◆ **Extracted information**
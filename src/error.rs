use crate::freight::error::FreightError;
use serde_json::Error as SerdeJsonError;
use std::io::Error as StdIoError;
use std::result::Result as StdResult;
use thiserror::Error as ThisError;
use toml::de::Error as TomlDeError;

pub type Result<T> = StdResult<T, Error>;

#[derive(ThisError, Debug)]
pub enum Error {
    #[error("StdIoError: {0:?}")]
    StdIo(#[from] StdIoError),

    #[error("FreightError: {0:?}")]
    Freight(#[from] FreightError),

    #[error("TomlDeError: {0:?}")]
    TomlDe(#[from] TomlDeError),

    #[error("SerdeJsonError: {0:?}")]
    SerdeJson(#[from] SerdeJsonError),

    #[error("{0}")]
    Custom(String),
}
use reqwest::{
    RequestBuilder,
    header::{AUTHORIZATION, CONTENT_TYPE, HeaderMap, HeaderValue},
};
use serde::de::DeserializeOwned;
use tracing::{debug, info, warn};

use crate::{
    config::Config,
    freight::models::{
        ApiShipment, QuoteFilter, QuotePage, QuoteRecord, QuoteUser, RawSchedule,
        ScheduleResponse, SchedulePayload,
    },
    schedule::{ComparisonOption, ResultMeta, merge_schedule_with_result},
};

use super::error::{FreightError, Result};

pub const DEFAULT_SCHEDULE_CARGO_TYPE: &str = "DRY";
pub const DEFAULT_STUFFING_WEIGHT: f64 = 100.0;

/// HTTP-клиент бэкенда заявок и расписаний
#[derive(Debug, Clone)]
pub struct Client {
    pub base_url: String,
    pub headers: HeaderMap,
    pub schedule_cargo_type: String,
    pub default_weight: f64,
    http: reqwest::Client,
}

/// Результат отправки формы сравнения
#[derive(Debug, Default, Clone, PartialEq)]
pub struct CompareOutcome {
    pub quote: QuoteRecord,
    pub schedule: Vec<RawSchedule>,
    pub track_id: String,
}

impl CompareOutcome {
    /// Варианты для экрана сравнения, по одному на расписание
    pub fn comparison_options(&self) -> Vec<ComparisonOption> {
        self.schedule
            .iter()
            .enumerate()
            .map(|(i, raw)| {
                let meta = ResultMeta {
                    id: match raw.solution_number {
                        Some(n) => format!("{}-{n}", self.track_id),
                        None => format!("{}-{}", self.track_id, i + 1),
                    },
                    company: None,
                    transit_days: None,
                    price: raw.price,
                };
                merge_schedule_with_result(meta, Some(raw))
            })
            .collect()
    }
}

impl Client {
    /// Клиент с bearer-токеном; пустой токен не отправляется
    pub fn new(base_url: &str, token: &str) -> Result<Self> {
        let mut headers = HeaderMap::new();

        headers.insert(CONTENT_TYPE, HeaderValue::from_static("application/json"));
        if !token.is_empty() {
            headers.insert(
                AUTHORIZATION,
                HeaderValue::from_str(&format!("Bearer {token}"))?,
            );
        }

        Ok(Self {
            base_url: base_url.trim_end_matches('/').to_string(),
            headers,
            schedule_cargo_type: DEFAULT_SCHEDULE_CARGO_TYPE.to_string(),
            default_weight: DEFAULT_STUFFING_WEIGHT,
            http: reqwest::Client::new(),
        })
    }

    pub fn from_config(config: &Config) -> Result<Self> {
        let mut client = Self::new(&config.api.domain, &config.api_token())?;
        client.schedule_cargo_type = config.schedule.cargo_type.clone();
        client.default_weight = config.schedule.default_weight;
        Ok(client)
    }

    fn url(&self, path: &str) -> String {
        format!("{}{path}", self.base_url)
    }

    /// Отправка HTTP-запроса и десериализация ответа
    async fn send_request<T: DeserializeOwned>(&self, builder: RequestBuilder) -> Result<T> {
        let response = builder
            .headers(self.headers.clone())
            .send()
            .await?
            .error_for_status()?;

        let parsed = response.json::<T>().await?;

        Ok(parsed)
    }

    /// Создание заявки
    pub async fn create_quote(&self, shipment: &ApiShipment) -> Result<QuoteRecord> {
        let builder = self
            .http
            .post(self.url("/request-quotations/v2/"))
            .json(shipment);

        self.send_request(builder).await
    }

    /// Поиск расписаний между двумя точками
    pub async fn points_to_points(&self, payload: &SchedulePayload) -> Result<Vec<RawSchedule>> {
        let builder = self
            .http
            .post(self.url("/schedule/points-to-points"))
            .json(payload);

        let response: Option<ScheduleResponse> = self.send_request(builder).await?;

        Ok(response.map(ScheduleResponse::into_vec).unwrap_or_default())
    }

    /// Тело запроса расписаний; `None`, если у POL или POD нет кода
    pub fn schedule_payload(&self, shipment: &ApiShipment) -> Option<SchedulePayload> {
        let pol_code = shipment.pick_up_position.unicode.trim();
        let pod_code = shipment.delivery_position.unicode.trim();

        if pol_code.is_empty() || pod_code.is_empty() {
            return None;
        }

        Some(SchedulePayload {
            cargo_type: self.schedule_cargo_type.clone(),
            place_of_delivery_code: pod_code.to_string(),
            place_of_receipt_code: pol_code.to_string(),
            stuffing_volume: None,
            stuffing_weight: if shipment.gross_weight != 0.0 {
                shipment.gross_weight
            } else {
                self.default_weight
            },
        })
    }

    /// Создание заявки и подбор расписаний.
    ///
    /// Ошибка создания заявки прерывает цепочку, ошибка расписаний
    /// только логируется и даёт пустой список.
    pub async fn submit_compare_options(&self, shipment: &ApiShipment) -> Result<CompareOutcome> {
        let quote = self.create_quote(shipment).await?;
        let track_id = quote.shipment.track_id.clone();
        info!("Заявка создана, trackId: {track_id:?}");

        let schedule = match self.schedule_payload(shipment) {
            Some(payload) => {
                debug!(
                    "Запрос расписаний {} -> {}",
                    payload.place_of_receipt_code, payload.place_of_delivery_code
                );
                self.points_to_points(&payload).await.unwrap_or_else(|e| {
                    warn!("Запрос расписаний не удался: {e}");
                    Vec::new()
                })
            }
            None => {
                warn!("Нет кодов POL/POD, расписания не запрашиваются");
                Vec::new()
            }
        };

        Ok(CompareOutcome {
            quote,
            schedule,
            track_id,
        })
    }

    /// Страница заявок; для не-администратора поиск ограничен его userId
    pub async fn search_quotes(
        &self,
        user: &QuoteUser,
        page: u32,
        size: u32,
        filters: &QuoteFilter,
    ) -> Result<QuotePage> {
        if size == 0 {
            return Err(FreightError::Custom("page size must be positive".into()));
        }

        let mut body = filters.clone();
        if !user.id.is_empty() && !user.is_admin() {
            body.user_id = Some(user.id.clone());
        }

        let builder = self
            .http
            .post(self.url("/request-quotations/v2/search"))
            .query(&[("page", page), ("size", size)])
            .json(&body);

        let response: Option<QuotePage> = self.send_request(builder).await?;

        Ok(response.unwrap_or_default())
    }
}
use clap::{Parser, Subcommand};
use serde::Serialize;
use std::{fs, path::PathBuf};
use tracing::{debug, info};

use freightbook::{
    config::{self, Config},
    error::{Error, Result},
    freight::{
        Client,
        models::{ApiShipment, QuoteUser, Role, ScheduleResponse},
    },
    logging,
    quotes::{ColumnFilter, build_api_filters, transform_page},
    schedule::{
        calculate_days_until_departure, format_schedule_date, format_transit_time,
        normalize_schedule_data,
    },
    shipment::{ShipmentDraft, ShipmentStore, from_api_shipment},
};

#[derive(Parser, Debug)]
#[command(author, version, about)]
struct Args {
    /// Путь к файлу конфигурации
    #[arg(long)]
    config: Option<PathBuf>,

    #[command(subcommand)]
    command: Command,
}

#[derive(Subcommand, Debug)]
enum Command {
    /// Черновик формы -> документ заявки
    ToApi { draft: PathBuf },

    /// Документ заявки -> черновик формы
    FromApi { document: PathBuf },

    /// Нормализация ответа сервиса расписаний
    Schedule { raw: PathBuf },

    /// Создание заявки и подбор расписаний
    Compare { draft: PathBuf },

    /// Список заявок пользователя
    Quotes {
        #[arg(long, default_value = "")]
        user_id: String,

        #[arg(long)]
        role: Option<String>,

        #[arg(long, default_value_t = 0)]
        page: u32,

        #[arg(long, default_value_t = 10)]
        size: u32,

        /// Фильтр колонки в виде id=value
        #[arg(long = "filter", value_parser = parse_column_filter)]
        filters: Vec<ColumnFilter>,
    },
}

fn parse_column_filter(raw: &str) -> std::result::Result<ColumnFilter, String> {
    raw.split_once('=')
        .map(|(id, value)| ColumnFilter::new(id, value))
        .ok_or_else(|| format!("ожидается id=value, получено {raw:?}"))
}

/// Загрузка конфигурации; файл по умолчанию создаётся при первом запуске
fn load_config(path: Option<&PathBuf>) -> Result<Config> {
    if let Some(path) = path {
        return config::load_from(path);
    }

    if config::init_if_not()? {
        let full_config_path = std::env::current_dir()?.join(config::CONFIG_PATH);
        println!("Файл конфигурации инициализирован по пути: {full_config_path:?}");
    }

    Ok(config::get()?.clone())
}

fn read_json<T: serde::de::DeserializeOwned>(path: &PathBuf) -> Result<T> {
    let buf = fs::read(path)?;
    Ok(serde_json::from_slice(&buf)?)
}

fn print_json<T: Serialize>(value: &T) -> Result<()> {
    println!("{}", serde_json::to_string_pretty(value)?);
    Ok(())
}

#[tokio::main]
async fn main() -> Result<()> {
    let args = Args::parse();
    let cfg = load_config(args.config.as_ref())?;
    logging::setup_logging(&cfg.logging.filter)?;

    match args.command {
        Command::ToApi { draft } => {
            let draft: ShipmentDraft = read_json(&draft)?;
            print_json(&ShipmentStore::with_draft(draft).to_api_shipment())?;
        }
        Command::FromApi { document } => {
            let document: ApiShipment = read_json(&document)?;
            print_json(&from_api_shipment(&document))?;
        }
        Command::Schedule { raw } => {
            let schedules = read_json::<ScheduleResponse>(&raw)?.into_vec();
            let normalized: Vec<_> = schedules
                .iter()
                .filter_map(|s| normalize_schedule_data(Some(s)))
                .collect();

            for s in &normalized {
                println!(
                    "{}: отправление {} ({}), в пути {}",
                    s.company.as_deref().unwrap_or("-"),
                    format_schedule_date(s.departure_date.as_deref()).unwrap_or_default(),
                    calculate_days_until_departure(s.departure_date.as_deref())
                        .unwrap_or_default(),
                    format_transit_time(s.transit_time_hours).unwrap_or_default(),
                );
            }
            if cfg.launch_options.verbose {
                print_json(&normalized)?;
            }
        }
        Command::Compare { draft } => {
            let mut store = ShipmentStore::with_draft(read_json(&draft)?);
            let shipment = store.to_api_shipment();
            if cfg.launch_options.verbose {
                print_json(&shipment)?;
            }

            let client = Client::from_config(&cfg)?;
            let outcome = client.submit_compare_options(&shipment).await?;
            info!(
                "Получено расписаний: {} для заявки {:?}",
                outcome.schedule.len(),
                outcome.track_id
            );

            store.set_comparison_results(outcome.comparison_options());
            print_json(&store.draft().comparison_results)?;
        }
        Command::Quotes {
            user_id,
            role,
            page,
            size,
            filters,
        } => {
            if size == 0 {
                return Err(Error::Custom("размер страницы должен быть больше нуля".into()));
            }

            let user = QuoteUser {
                id: user_id,
                role: role.map(Role::new),
            };
            let filter = build_api_filters(&filters);
            debug!("Фильтры поиска: {filter:?}");

            let client = Client::from_config(&cfg)?;
            let response = client.search_quotes(&user, page, size, &filter).await?;
            let list = transform_page(&response, page, size);

            println!(
                "Заявок: {}, страница {} из {}",
                list.pagination.total,
                page + 1,
                list.pagination.total_pages.max(1)
            );
            for q in &list.quotes {
                println!(
                    "{} [{}] {} -> {} ({}, {}) {}",
                    q.track_id, q.status, q.route[0], q.route[1], q.mode, q.cargo_type, q.price
                );
            }
            if cfg.launch_options.verbose {
                print_json(&list)?;
            }
        }
    }

    Ok(())
}
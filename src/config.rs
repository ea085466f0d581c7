use crate::error::Result;
use serde::{Deserialize, Serialize};
use std::{env, fs, path::Path, sync::OnceLock};

pub const CONFIG_PATH: &str = "Config.toml";
pub const TOKEN_ENV: &str = "FREIGHTBOOK_TOKEN";

static CONFIG: OnceLock<Config> = OnceLock::new();

pub fn init_if_not() -> Result<bool> {
    init_at(CONFIG_PATH)
}

/// Создаёт файл конфигурации со значениями по умолчанию, если его нет
pub fn init_at(path: impl AsRef<Path>) -> Result<bool> {
    let path = path.as_ref();
    if fs::metadata(path).is_ok() {
        return Ok(false);
    }
    fs::write(path, DEFAULT_CONFIG_STR.as_bytes())?;
    Ok(true)
}

pub fn load_from(path: impl AsRef<Path>) -> Result<Config> {
    let buf = fs::read(path)?;
    Ok(toml::from_slice::<Config>(&buf)?)
}

/// Конфигурация из `Config.toml`, читается один раз
pub fn get() -> Result<&'static Config> {
    if let Some(config) = CONFIG.get() {
        return Ok(config);
    }
    let config = load_from(CONFIG_PATH)?;
    Ok(CONFIG.get_or_init(|| config))
}

#[derive(Debug, Clone, Default, Serialize, Deserialize)]
#[serde(default)]
pub struct Config {
    pub api: Api,
    pub schedule: Schedule,
    pub launch_options: LaunchOptions,
    pub logging: Logging,
}

impl Config {
    /// Токен из переменной окружения важнее токена из файла
    pub fn api_token(&self) -> String {
        token_override(env::var(TOKEN_ENV).ok(), &self.api.token)
    }
}

fn token_override(from_env: Option<String>, from_file: &str) -> String {
    from_env
        .filter(|t| !t.trim().is_empty())
        .unwrap_or_else(|| from_file.to_string())
}

#[derive(Debug, Clone, Serialize, Deserialize)]
#[serde(default)]
pub struct Api {
    pub domain: String,
    pub token: String,
}

impl Default for Api {
    fn default() -> Self {
        Self {
            domain: "http://localhost:8080".to_string(),
            token: String::new(),
        }
    }
}

#[derive(Debug, Clone, Serialize, Deserialize)]
#[serde(default)]
pub struct Schedule {
    pub cargo_type: String,
    pub default_weight: f64,
}

impl Default for Schedule {
    fn default() -> Self {
        Self {
            cargo_type: "DRY".to_string(),
            default_weight: 100.0,
        }
    }
}

#[derive(Debug, Clone, Default, Serialize, Deserialize)]
#[serde(default)]
pub struct LaunchOptions {
    pub verbose: bool,
}

#[derive(Debug, Clone, Serialize, Deserialize)]
#[serde(default)]
pub struct Logging {
    pub filter: String,
}

impl Default for Logging {
    fn default() -> Self {
        Self {
            filter: "info".to_string(),
        }
    }
}

const DEFAULT_CONFIG_STR: &str = r##"
# Параметры бэкенда
[api]
domain = "http://localhost:8080" # Базовый адрес API без завершающего слэша
token = "" # Bearer-токен. Переменная окружения FREIGHTBOOK_TOKEN имеет приоритет

# Параметры запроса расписаний
[schedule]
cargo_type = "DRY" # Тип груза для сервиса расписаний
default_weight = 100.0 # Вес, если в заявке не указан grossWeight

# Параметры запуска
[launch_options]
verbose = false # Вывод полных документов в консоль (true/false)

# Логирование
[logging]
filter = "info" # Фильтр tracing (переменная RUST_LOG имеет приоритет)
"##;

#[cfg(test)]
mod tests {
    use super::*;

    #[test]
    fn default_file_is_written_once_and_parses() {
        let dir = tempfile::tempdir().unwrap();
        let path = dir.path().join(CONFIG_PATH);

        assert!(init_at(&path).unwrap());
        assert!(!init_at(&path).unwrap());

        let config = load_from(&path).unwrap();
        assert_eq!(config.api.domain, "http://localhost:8080");
        assert_eq!(config.schedule.cargo_type, "DRY");
        assert_eq!(config.schedule.default_weight, 100.0);
        assert!(!config.launch_options.verbose);
        assert_eq!(config.logging.filter, "info");
    }

    #[test]
    fn missing_sections_use_defaults() {
        let dir = tempfile::tempdir().unwrap();
        let path = dir.path().join("partial.toml");
        fs::write(&path, "[api]\ndomain = \"https://api.example.com\"\n").unwrap();

        let config = load_from(&path).unwrap();
        assert_eq!(config.api.domain, "https://api.example.com");
        assert_eq!(config.api.token, "");
        assert_eq!(config.schedule.default_weight, 100.0);
    }

    #[test]
    fn broken_file_is_an_error() {
        let dir = tempfile::tempdir().unwrap();
        let path = dir.path().join("broken.toml");
        fs::write(&path, "[api\n").unwrap();

        assert!(matches!(
            load_from(&path),
            Err(crate::error::Error::TomlDe(_))
        ));
        assert!(matches!(
            load_from(dir.path().join("absent.toml")),
            Err(crate::error::Error::StdIo(_))
        ));
    }

    #[test]
    fn env_token_wins_when_not_blank() {
        assert_eq!(token_override(Some("env".into()), "file"), "env");
        assert_eq!(token_override(Some("  ".into()), "file"), "file");
        assert_eq!(token_override(None, "file"), "file");
    }
}
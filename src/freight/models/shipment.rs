use serde::{Deserialize, Serialize};

use crate::util::{
    count_or_zero, lenient_number, lenient_un_number, nullable, number_or_zero, or_none,
    string_or_number,
};

#[derive(Debug, Default, Clone, PartialEq, Serialize, Deserialize)]
#[serde(default, rename_all = "camelCase")]
pub struct ApiShipment {
    #[serde(deserialize_with = "nullable")]
    pub id: i64,

    #[serde(deserialize_with = "nullable")]
    pub cargo_detail: CargoDetail,

    #[serde(deserialize_with = "nullable")]
    pub cargo_type: CargoType,

    #[serde(deserialize_with = "nullable")]
    pub commodity: String,

    #[serde(deserialize_with = "or_none")]
    pub container_pick_up_location: Option<ApiLocation>,

    #[serde(deserialize_with = "or_none")]
    pub container_delivery_location: Option<ApiLocation>,

    #[serde(deserialize_with = "nullable")]
    pub container_size: ContainerSize,

    #[serde(deserialize_with = "nullable")]
    pub container_type: ContainerCategory,

    #[serde(deserialize_with = "nullable")]
    pub delivery_position: ApiLocation,

    #[serde(deserialize_with = "nullable")]
    pub pick_up_position: ApiLocation,

    #[serde(deserialize_with = "nullable")]
    pub position_a: ApiLocation,

    #[serde(deserialize_with = "nullable")]
    pub position_b: ApiLocation,

    #[serde(deserialize_with = "nullable")]
    pub service_addons: ServiceAddons,

    #[serde(deserialize_with = "number_or_zero")]
    pub gross_weight: f64,

    #[serde(deserialize_with = "nullable")]
    pub shipment_method: String,

    #[serde(deserialize_with = "nullable")]
    pub shipment_mode: ShipmentMode,

    #[serde(deserialize_with = "nullable")]
    pub status: String,

    #[serde(deserialize_with = "nullable")]
    pub track_id: String,

    #[serde(deserialize_with = "nullable")]
    pub creation_date: String,

    #[serde(deserialize_with = "nullable")]
    pub update_date: String,
}

#[derive(Debug, Default, Clone, PartialEq, Serialize, Deserialize)]
#[serde(default, rename_all = "camelCase")]
pub struct CargoDetail {
    #[serde(deserialize_with = "nullable")]
    pub access_conditions: AccessCondition,

    #[serde(deserialize_with = "count_or_zero")]
    pub cargo_probs: u32,

    #[serde(deserialize_with = "nullable")]
    pub cold_traitement: bool,

    #[serde(deserialize_with = "nullable")]
    pub drain_holes_open: bool,

    #[serde(deserialize_with = "nullable")]
    pub fresh_air_exchange_open: bool,

    #[serde(deserialize_with = "nullable")]
    pub genset_during_export: bool,

    #[serde(deserialize_with = "nullable")]
    pub genset_during_import: bool,

    #[serde(deserialize_with = "lenient_number")]
    pub height: Option<f64>,

    #[serde(deserialize_with = "lenient_number")]
    pub length: Option<f64>,

    #[serde(deserialize_with = "lenient_number")]
    pub width: Option<f64>,

    #[serde(deserialize_with = "lenient_number")]
    pub number_of_packages: Option<f64>,

    #[serde(deserialize_with = "lenient_number")]
    pub number_of_pallets: Option<f64>,

    #[serde(deserialize_with = "string_or_number")]
    pub humidity: String,

    #[serde(deserialize_with = "nullable")]
    pub humidity_control: bool,

    #[serde(deserialize_with = "nullable")]
    pub id: i64,

    #[serde(deserialize_with = "nullable")]
    pub imo_class: String,

    #[serde(deserialize_with = "nullable")]
    pub lift_gate: bool,

    #[serde(deserialize_with = "nullable")]
    pub package_type: String,

    #[serde(deserialize_with = "nullable")]
    pub stackable_cargo: bool,

    #[serde(deserialize_with = "string_or_number")]
    pub temperature: String,

    #[serde(deserialize_with = "nullable")]
    pub temperature_set_points: TemperatureSetPoints,

    #[serde(deserialize_with = "nullable")]
    pub truck_type: String,

    #[serde(deserialize_with = "lenient_un_number")]
    pub un_number: Option<u32>,

    #[serde(deserialize_with = "nullable")]
    pub unit: LengthUnit,

    #[serde(deserialize_with = "string_or_number")]
    pub ventilation_volume: String,

    #[serde(deserialize_with = "string_or_number")]
    pub volume: String,
}

#[derive(Debug, Default, Clone, PartialEq, Serialize, Deserialize)]
#[serde(default)]
pub struct TemperatureSetPoints {
    #[serde(deserialize_with = "nullable")]
    pub enabled: bool,

    #[serde(deserialize_with = "nullable")]
    pub mode: String,

    #[serde(deserialize_with = "nullable")]
    pub sets: Vec<SetPoint>,
}

/// Точка температурного режима: день рейса и температура
#[derive(Debug, Default, Clone, PartialEq, Serialize, Deserialize)]
#[serde(default)]
pub struct SetPoint {
    #[serde(deserialize_with = "string_or_number")]
    pub day: String,

    #[serde(deserialize_with = "string_or_number")]
    pub temperature: String,
}

#[derive(Debug, Default, Clone, PartialEq, Serialize, Deserialize)]
#[serde(default, rename_all = "camelCase")]
pub struct ApiLocation {
    #[serde(deserialize_with = "nullable")]
    pub city: String,

    #[serde(deserialize_with = "nullable")]
    pub country: String,

    #[serde(deserialize_with = "nullable")]
    pub country_code: String,

    #[serde(deserialize_with = "string_or_number")]
    pub lat: String,

    #[serde(deserialize_with = "string_or_number")]
    pub lon: String,

    #[serde(deserialize_with = "nullable")]
    pub id: i64,

    #[serde(deserialize_with = "nullable")]
    pub location_type: LocationType,

    /// Код локации перевозчика для поиска расписаний
    #[serde(deserialize_with = "nullable")]
    pub unicode: String,
}

#[derive(Debug, Default, Clone, PartialEq, Serialize, Deserialize)]
#[serde(default, rename_all = "camelCase")]
pub struct ServiceAddons {
    #[serde(deserialize_with = "nullable")]
    pub id: i64,

    #[serde(deserialize_with = "nullable")]
    pub change_destination: bool,

    #[serde(deserialize_with = "nullable")]
    pub extra_free_time: bool,

    #[serde(deserialize_with = "nullable")]
    pub port_agent: bool,

    #[serde(deserialize_with = "nullable")]
    pub ready_to_load: bool,

    #[serde(deserialize_with = "nullable")]
    pub reduce_emission: bool,

    #[serde(deserialize_with = "nullable")]
    pub repositionning: bool,

    #[serde(deserialize_with = "nullable")]
    pub soc_for_all: bool,

    #[serde(deserialize_with = "nullable")]
    pub live_tracking: bool,

    #[serde(deserialize_with = "or_none")]
    pub customer_brokerage: Option<CustomsBrokerage>,

    #[serde(deserialize_with = "or_none")]
    pub inspection: Option<Inspection>,

    #[serde(deserialize_with = "number_or_zero")]
    pub insurance: f64,

    #[serde(deserialize_with = "nullable")]
    pub insurance_currency: String,

    #[serde(deserialize_with = "or_none")]
    pub stuffing: Option<String>,

    #[serde(deserialize_with = "count_or_zero")]
    pub stuffing_number_workers: u32,

    #[serde(deserialize_with = "or_none")]
    pub un_stuffing: Option<String>,

    #[serde(deserialize_with = "count_or_zero")]
    pub un_stuffing_number_workers: u32,

    #[serde(deserialize_with = "nullable")]
    pub troke_trace: bool,
}

#[derive(Debug, Default, Clone, PartialEq, Serialize, Deserialize)]
#[serde(default)]
pub struct Inspection {
    #[serde(rename = "type", deserialize_with = "nullable")]
    pub kind: String,
}

#[derive(Debug, Default, Clone, Copy, PartialEq, Eq, Serialize, Deserialize)]
#[serde(rename_all = "SCREAMING_SNAKE_CASE")]
pub enum CargoType {
    Imo,
    Reefer,
    Oog,
    Lquid,
    Dry,
    OogImo,
    ReeferImo,
    #[default]
    #[serde(other)]
    General,
}

#[derive(Debug, Default, Clone, Copy, PartialEq, Eq, Serialize, Deserialize)]
pub enum ContainerSize {
    #[serde(rename = "SIZE_20")]
    Size20,
    #[serde(rename = "SIZE_45")]
    Size45,
    #[default]
    #[serde(rename = "SIZE_40", other)]
    Size40,
}

impl ContainerSize {
    pub fn feet(self) -> &'static str {
        match self {
            ContainerSize::Size20 => "20",
            ContainerSize::Size40 => "40",
            ContainerSize::Size45 => "45",
        }
    }
}

#[derive(Debug, Default, Clone, Copy, PartialEq, Eq, Serialize, Deserialize)]
#[serde(rename_all = "SCREAMING_SNAKE_CASE")]
pub enum ContainerCategory {
    Reefer,
    FlatRack,
    OpenTop,
    Tank,
    HighCube,
    #[default]
    #[serde(other)]
    Standard,
}

impl ContainerCategory {
    /// Название типа контейнера в том виде, в каком его выбирают в форме
    pub fn display_name(self) -> &'static str {
        match self {
            ContainerCategory::Standard => "Standard",
            ContainerCategory::Reefer => "Reefer",
            ContainerCategory::FlatRack => "Flat Rack",
            ContainerCategory::OpenTop => "Open Top",
            ContainerCategory::Tank => "Tank",
            ContainerCategory::HighCube => "High Cube",
        }
    }
}

#[derive(Debug, Default, Clone, Copy, PartialEq, Eq, Serialize, Deserialize)]
#[serde(rename_all = "SCREAMING_SNAKE_CASE")]
pub enum AccessCondition {
    Limited,
    Difficult,
    #[default]
    #[serde(other)]
    Easy,
}

#[derive(Debug, Default, Clone, Copy, PartialEq, Eq, Serialize, Deserialize)]
#[serde(rename_all = "SCREAMING_SNAKE_CASE")]
pub enum ShipmentMode {
    Air,
    Road,
    Rail,
    Ecomm,
    Combined,
    #[default]
    #[serde(other)]
    Sea,
}

impl ShipmentMode {
    /// Режим в нотации формы (нижний регистр, ECOMM -> ecommerce)
    pub fn ui_mode(self) -> &'static str {
        match self {
            ShipmentMode::Sea => "sea",
            ShipmentMode::Air => "air",
            ShipmentMode::Road => "road",
            ShipmentMode::Rail => "rail",
            ShipmentMode::Ecomm => "ecommerce",
            ShipmentMode::Combined => "combined",
        }
    }
}

#[derive(Debug, Default, Clone, Copy, PartialEq, Eq, Serialize, Deserialize)]
pub enum LengthUnit {
    #[serde(rename = "Meter", alias = "METER")]
    Meter,
    #[default]
    #[serde(rename = "INCH", other)]
    Inch,
}

/// Поле историческое: бэкенд всегда получает PORT, независимо от вида транспорта
#[derive(Debug, Default, Clone, Copy, PartialEq, Eq, Serialize, Deserialize)]
#[serde(rename_all = "SCREAMING_SNAKE_CASE")]
pub enum LocationType {
    #[default]
    #[serde(other)]
    Port,
}

#[derive(Debug, Clone, Copy, PartialEq, Eq, Serialize, Deserialize)]
#[serde(rename_all = "SCREAMING_SNAKE_CASE")]
pub enum CustomsBrokerage {
    Origin,
    Destination,
    Both,
}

◆ **Problem to solve**
Extract the lines of the preceding material that run from the line with "pub enum Error" through the line with "pub const DEFAULT_SCHEDULE_CARGO_TYPE: &str", inclusive, reproducing them exactly and adding nothing.

◆ **Final answer**
pub enum Error {
    #[error("StdIoError: {0:?}")]
    StdIo(#[from] StdIoError),

    #[error("FreightError: {0:?}")]
    Freight(#[from] FreightError),

    #[error("TomlDeError: {0:?}")]
    TomlDe(#[from] TomlDeError),

    #[error("SerdeJsonError: {0:?}")]
    SerdeJson(#[from] SerdeJsonError),

    #[error("{0}")]
    Custom(String),
}
use reqwest::{
    RequestBuilder,
    header::{AUTHORIZATION, CONTENT_TYPE, HeaderMap, HeaderValue},
};
use serde::de::DeserializeOwned;
use tracing::{debug, info, warn};

use crate::{
    config::Config,
    freight::models::{
        ApiShipment, QuoteFilter, QuotePage, QuoteRecord, QuoteUser, RawSchedule,
        ScheduleResponse, SchedulePayload,
    },
    schedule::{ComparisonOption, ResultMeta, merge_schedule_with_result},
};

use super::error::{FreightError, Result};

pub const DEFAULT_SCHEDULE_CARGO_TYPE: &str = "DRY";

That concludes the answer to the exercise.